:: TASK OBJECTIVE ::
A verbatim reprint of the records below is what this exercise asks for.

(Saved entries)
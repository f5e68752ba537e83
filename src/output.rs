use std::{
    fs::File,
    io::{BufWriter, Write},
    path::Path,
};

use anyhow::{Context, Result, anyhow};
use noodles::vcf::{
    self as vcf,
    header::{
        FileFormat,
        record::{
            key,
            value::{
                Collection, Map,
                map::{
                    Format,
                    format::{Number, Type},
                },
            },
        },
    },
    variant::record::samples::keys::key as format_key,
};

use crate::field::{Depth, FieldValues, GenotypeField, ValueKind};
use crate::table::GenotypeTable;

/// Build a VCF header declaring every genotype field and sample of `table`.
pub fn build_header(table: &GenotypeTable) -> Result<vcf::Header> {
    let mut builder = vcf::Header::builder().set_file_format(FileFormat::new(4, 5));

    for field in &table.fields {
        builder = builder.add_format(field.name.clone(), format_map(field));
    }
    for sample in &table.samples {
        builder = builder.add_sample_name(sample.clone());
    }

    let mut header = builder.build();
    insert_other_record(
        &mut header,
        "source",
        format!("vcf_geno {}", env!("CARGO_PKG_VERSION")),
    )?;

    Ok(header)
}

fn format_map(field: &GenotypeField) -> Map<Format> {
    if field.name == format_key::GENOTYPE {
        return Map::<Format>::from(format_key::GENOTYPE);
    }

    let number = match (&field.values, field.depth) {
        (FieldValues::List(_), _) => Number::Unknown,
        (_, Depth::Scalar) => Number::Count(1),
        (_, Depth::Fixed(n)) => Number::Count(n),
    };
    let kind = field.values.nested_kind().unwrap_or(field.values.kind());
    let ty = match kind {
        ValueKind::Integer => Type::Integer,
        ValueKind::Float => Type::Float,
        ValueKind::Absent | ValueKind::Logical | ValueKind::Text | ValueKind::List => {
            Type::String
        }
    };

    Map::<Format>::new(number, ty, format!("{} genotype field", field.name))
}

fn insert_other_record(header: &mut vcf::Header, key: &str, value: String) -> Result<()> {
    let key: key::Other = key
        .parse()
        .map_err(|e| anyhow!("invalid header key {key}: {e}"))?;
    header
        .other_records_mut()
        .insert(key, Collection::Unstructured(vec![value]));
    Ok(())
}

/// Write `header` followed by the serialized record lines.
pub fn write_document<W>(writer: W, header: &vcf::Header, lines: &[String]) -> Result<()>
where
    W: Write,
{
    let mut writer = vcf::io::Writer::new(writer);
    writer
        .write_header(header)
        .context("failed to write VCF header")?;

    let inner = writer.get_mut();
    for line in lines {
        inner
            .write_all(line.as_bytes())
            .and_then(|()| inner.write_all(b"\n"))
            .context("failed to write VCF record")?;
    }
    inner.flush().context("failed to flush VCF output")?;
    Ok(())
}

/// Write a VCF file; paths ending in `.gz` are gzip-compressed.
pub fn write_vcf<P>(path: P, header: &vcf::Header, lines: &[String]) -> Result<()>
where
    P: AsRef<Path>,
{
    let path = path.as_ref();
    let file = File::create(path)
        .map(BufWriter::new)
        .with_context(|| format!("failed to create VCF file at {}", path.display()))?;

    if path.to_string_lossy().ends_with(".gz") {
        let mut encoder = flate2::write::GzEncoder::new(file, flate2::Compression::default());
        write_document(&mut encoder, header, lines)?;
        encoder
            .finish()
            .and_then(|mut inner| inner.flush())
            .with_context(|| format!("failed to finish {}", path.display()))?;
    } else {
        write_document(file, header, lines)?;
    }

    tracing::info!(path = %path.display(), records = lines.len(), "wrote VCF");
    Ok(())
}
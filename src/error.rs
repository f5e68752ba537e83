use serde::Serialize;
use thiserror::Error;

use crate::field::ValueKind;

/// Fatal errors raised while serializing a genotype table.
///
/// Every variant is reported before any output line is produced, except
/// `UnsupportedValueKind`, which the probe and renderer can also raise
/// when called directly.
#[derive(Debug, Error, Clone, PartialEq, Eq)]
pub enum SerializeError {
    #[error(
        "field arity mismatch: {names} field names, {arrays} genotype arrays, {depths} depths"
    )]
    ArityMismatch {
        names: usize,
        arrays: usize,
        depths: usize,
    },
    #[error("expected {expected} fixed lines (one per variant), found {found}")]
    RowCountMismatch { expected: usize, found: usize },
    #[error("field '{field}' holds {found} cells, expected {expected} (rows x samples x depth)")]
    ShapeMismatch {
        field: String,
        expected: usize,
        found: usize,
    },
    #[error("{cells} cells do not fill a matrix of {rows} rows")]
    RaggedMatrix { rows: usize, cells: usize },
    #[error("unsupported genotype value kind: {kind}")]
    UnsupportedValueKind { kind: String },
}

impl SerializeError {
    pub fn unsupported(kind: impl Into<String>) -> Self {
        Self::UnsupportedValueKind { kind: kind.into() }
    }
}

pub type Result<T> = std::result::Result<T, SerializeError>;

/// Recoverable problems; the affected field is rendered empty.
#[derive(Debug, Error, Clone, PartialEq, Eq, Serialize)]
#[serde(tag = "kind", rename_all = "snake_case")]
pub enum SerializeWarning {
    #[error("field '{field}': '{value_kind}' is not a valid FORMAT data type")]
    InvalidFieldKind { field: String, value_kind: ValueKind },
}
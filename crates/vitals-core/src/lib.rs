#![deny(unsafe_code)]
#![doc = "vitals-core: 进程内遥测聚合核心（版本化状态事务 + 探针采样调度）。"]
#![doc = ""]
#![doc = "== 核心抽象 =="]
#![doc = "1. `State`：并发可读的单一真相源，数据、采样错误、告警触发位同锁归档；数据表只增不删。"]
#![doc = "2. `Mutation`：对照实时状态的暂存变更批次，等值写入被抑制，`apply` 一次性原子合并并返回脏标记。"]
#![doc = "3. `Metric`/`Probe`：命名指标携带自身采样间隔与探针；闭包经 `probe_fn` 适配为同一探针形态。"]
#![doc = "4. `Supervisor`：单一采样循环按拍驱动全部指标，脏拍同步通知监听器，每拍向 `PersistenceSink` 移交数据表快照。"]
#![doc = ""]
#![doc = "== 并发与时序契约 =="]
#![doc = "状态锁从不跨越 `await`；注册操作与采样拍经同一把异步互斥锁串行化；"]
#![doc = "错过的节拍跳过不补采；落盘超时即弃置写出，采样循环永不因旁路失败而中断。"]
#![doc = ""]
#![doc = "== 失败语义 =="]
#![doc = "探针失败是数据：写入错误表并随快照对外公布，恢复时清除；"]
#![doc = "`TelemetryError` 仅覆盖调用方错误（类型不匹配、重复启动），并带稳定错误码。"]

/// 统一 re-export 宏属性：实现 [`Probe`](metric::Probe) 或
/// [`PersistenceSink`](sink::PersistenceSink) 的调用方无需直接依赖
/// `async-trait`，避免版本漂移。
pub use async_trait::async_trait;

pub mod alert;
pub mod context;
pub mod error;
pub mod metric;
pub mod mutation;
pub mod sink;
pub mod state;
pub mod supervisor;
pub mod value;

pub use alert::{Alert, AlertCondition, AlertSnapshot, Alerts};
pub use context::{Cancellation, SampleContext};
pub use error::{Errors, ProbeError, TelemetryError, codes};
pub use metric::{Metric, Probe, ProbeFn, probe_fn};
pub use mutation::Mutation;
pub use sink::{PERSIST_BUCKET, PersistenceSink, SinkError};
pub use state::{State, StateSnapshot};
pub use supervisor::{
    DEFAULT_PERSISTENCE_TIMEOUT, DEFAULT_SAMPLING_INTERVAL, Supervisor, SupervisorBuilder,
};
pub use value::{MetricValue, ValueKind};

:: OUTPUT FOR THIS EXERCISE ::
repository f5e68752ba537e83
filename src/output.rs
use std::{
    fs::File,
    io::{BufWriter, Write},
    path::Path,
};

use anyhow::{Context, Result, anyhow};
use noodles::vcf::{
    self as vcf,
    header::{
        FileFormat,
        record::{
            key,
            value::{
                Collection, Map,
                map::{
                    Format,
                    format::{Number, Type},
                },
            },
        },
    },
    variant::record::samples::keys::key as format_key,
};

use crate::field::{Depth, FieldValues, GenotypeField, ValueKind};
use crate::table::GenotypeTable;

/// Build a VCF header declaring every genotype field and sample of `table`.
pub fn build_header(table: &GenotypeTable) -> Result<vcf::Header> {
    let mut builder = vcf::Header::builder().set_file_format(FileFormat::new(4, 5));

    for field in &table.fields {
        builder = builder.add_format(field.name.clone(), format_map(field));
    }
    for sample in &table.samples {
        builder = builder.add_sample_name(sample.clone());
    }

    let mut header = builder.build();
    insert_other_record(
        &mut header,
        "source",
        format!("vcf_geno {}", env!("CARGO_PKG_VERSION")),
    )?;

    Ok(header)
}

fn format_map(field: &GenotypeField) -> Map<Format> {
    if field.name == format_key::GENOTYPE {
        return Map::<Format>::from(format_key::GENOTYPE);
    }

    let number = match (&field.values, field.depth) {
        (FieldValues::List(_), _) => Number::Unknown,
        (_, Depth::Scalar) => Number::Count(1),
        (_, Depth::Fixed(n)) => Number::Count(n),
    };
    let kind = field.values.nested_kind().unwrap_or(field.values.kind());
    let ty = match kind {
        ValueKind::Integer => Type::Integer,
        ValueKind::Float => Type::Float,
        ValueKind::Absent | ValueKind::Logical | ValueKind::Text | ValueKind::List => {
            Type::String
        }
    };

    Map::<Format>::new(number, ty, format!("{} genotype field", field.name))
}

fn insert_other_record(header: &mut vcf::Header, key: &str, value: String) -> Result<()> {
    let key: key::Other = key
        .parse()
        .map_err(|e| anyhow!("invalid header key {key}: {e}"))?;
    header
        .other_records_mut()
        .insert(key, Collection::Unstructured(vec![value]));
    Ok(())
}

/// Write `header` followed by the serialized record lines.
pub fn write_document<W>(writer: W, header: &vcf::Header, lines: &[String]) -> Result<()>
where
    W: Write,
{
    let mut writer = vcf::io::Writer::new(writer);
    writer
        .write_header(header)
        .context("failed to write VCF header")?;

    let inner = writer.get_mut();
    for line in lines {
        inner
            .write_all(line.as_bytes())
            .and_then(|()| inner.write_all(b"\n"))
            .context("failed to write VCF record")?;
    }
    inner.flush().context("failed to flush VCF output")?;
    Ok(())
}

/// Write a VCF file; paths ending in `.gz` are gzip-compressed.
pub fn write_vcf<P>(path: P, header: &vcf::Header, lines: &[String]) -> Result<()>
where
    P: AsRef<Path>,
{
    let path = path.as_ref();
    let file = File::create(path)
        .map(BufWriter::new)
        .with_context(|| format!("failed to create VCF file at {}", path.display()))?;

    if path.to_string_lossy().ends_with(".gz") {
        let mut encoder = flate2::write::GzEncoder::new(file, flate2::Compression::default());
        write_document(&mut encoder, header, lines)?;
        encoder
            .finish()
            .and_then(|mut inner| inner.flush())
            .with_context(|| format!("failed to finish {}", path.display()))?;
    } else {
        write_document(file, header, lines)?;
    }

    tracing::info!(path = %path.display(), records = lines.len(), "wrote VCF");
    Ok(())
}
filename src/error.rs
repository f5e68752ba537e83
use serde::Serialize;
use thiserror::Error;

use crate::field::ValueKind;

/// Fatal errors raised while serializing a genotype table.
///
/// Every variant is reported before any output line is produced, except
/// `UnsupportedValueKind`, which the probe and renderer can also raise
/// when called directly.
#[derive(Debug, Error, Clone, PartialEq, Eq)]
pub enum SerializeError {
    #[error(
        "field arity mismatch: {names} field names, {arrays} genotype arrays, {depths} depths"
    )]
    ArityMismatch {
        names: usize,
        arrays: usize,
        depths: usize,
    },
    #[error("expected {expected} fixed lines (one per variant), found {found}")]
    RowCountMismatch { expected: usize, found: usize },
    #[error("field '{field}' holds {found} cells, expected {expected} (rows x samples x depth)")]
    ShapeMismatch {
        field: String,
        expected: usize,
        found: usize,
    },
    #[error("{cells} cells do not fill a matrix of {rows} rows")]
    RaggedMatrix { rows: usize, cells: usize },
    #[error("unsupported genotype value kind: {kind}")]
    UnsupportedValueKind { kind: String },
}

impl SerializeError {
    pub fn unsupported(kind: impl Into<String>) -> Self {
        Self::UnsupportedValueKind { kind: kind.into() }
    }
}

pub type Result<T> = std::result::Result<T, SerializeError>;

/// Recoverable problems; the affected field is rendered empty.
#[derive(Debug, Error, Clone, PartialEq, Eq, Serialize)]
#[serde(tag = "kind", rename_all = "snake_case")]
pub enum SerializeWarning {
    #[error("field '{field}': '{value_kind}' is not a valid FORMAT data type")]
    InvalidFieldKind { field: String, value_kind: ValueKind },
}
filename crates/vitals-core/src/lib.rs
#![deny(unsafe_code)]
#![doc = "vitals-core: 进程内遥测聚合核心（版本化状态事务 + 探针采样调度）。"]
#![doc = ""]
#![doc = "== 核心抽象 =="]
#![doc = "1. `State`：并发可读的单一真相源，数据、采样错误、告警触发位同锁归档；数据表只增不删。"]
#![doc = "2. `Mutation`：对照实时状态的暂存变更批次，等值写入被抑制，`apply` 一次性原子合并并返回脏标记。"]
#![doc = "3. `Metric`/`Probe`：命名指标携带自身采样间隔与探针；闭包经 `probe_fn` 适配为同一探针形态。"]
#![doc = "4. `Supervisor`：单一采样循环按拍驱动全部指标，脏拍同步通知监听器，每拍向 `PersistenceSink` 移交数据表快照。"]
#![doc = ""]
#![doc = "== 并发与时序契约 =="]
#![doc = "状态锁从不跨越 `await`；注册操作与采样拍经同一把异步互斥锁串行化；"]
#![doc = "错过的节拍跳过不补采；落盘超时即弃置写出，采样循环永不因旁路失败而中断。"]
#![doc = ""]
#![doc = "== 失败语义 =="]
#![doc = "探针失败是数据：写入错误表并随快照对外公布，恢复时清除；"]
#![doc = "`TelemetryError` 仅覆盖调用方错误（类型不匹配、重复启动），并带稳定错误码。"]

/// 统一 re-export 宏属性：实现 [`Probe`](metric::Probe) 或
/// [`PersistenceSink`](sink::PersistenceSink) 的调用方无需直接依赖
/// `async-trait`，避免版本漂移。
pub use async_trait::async_trait;

pub mod alert;
pub mod context;
pub mod error;
pub mod metric;
pub mod mutation;
pub mod sink;
pub mod state;
pub mod supervisor;
pub mod value;

pub use alert::{Alert, AlertCondition, AlertSnapshot, Alerts};
pub use context::{Cancellation, SampleContext};
pub use error::{Errors, ProbeError, TelemetryError, codes};
pub use metric::{Metric, Probe, ProbeFn, probe_fn};
pub use mutation::Mutation;
pub use sink::{PERSIST_BUCKET, PersistenceSink, SinkError};
pub use state::{State, StateSnapshot};
pub use supervisor::{
    DEFAULT_PERSISTENCE_TIMEOUT, DEFAULT_SAMPLING_INTERVAL, Supervisor, SupervisorBuilder,
};
pub use value::{MetricValue, ValueKind};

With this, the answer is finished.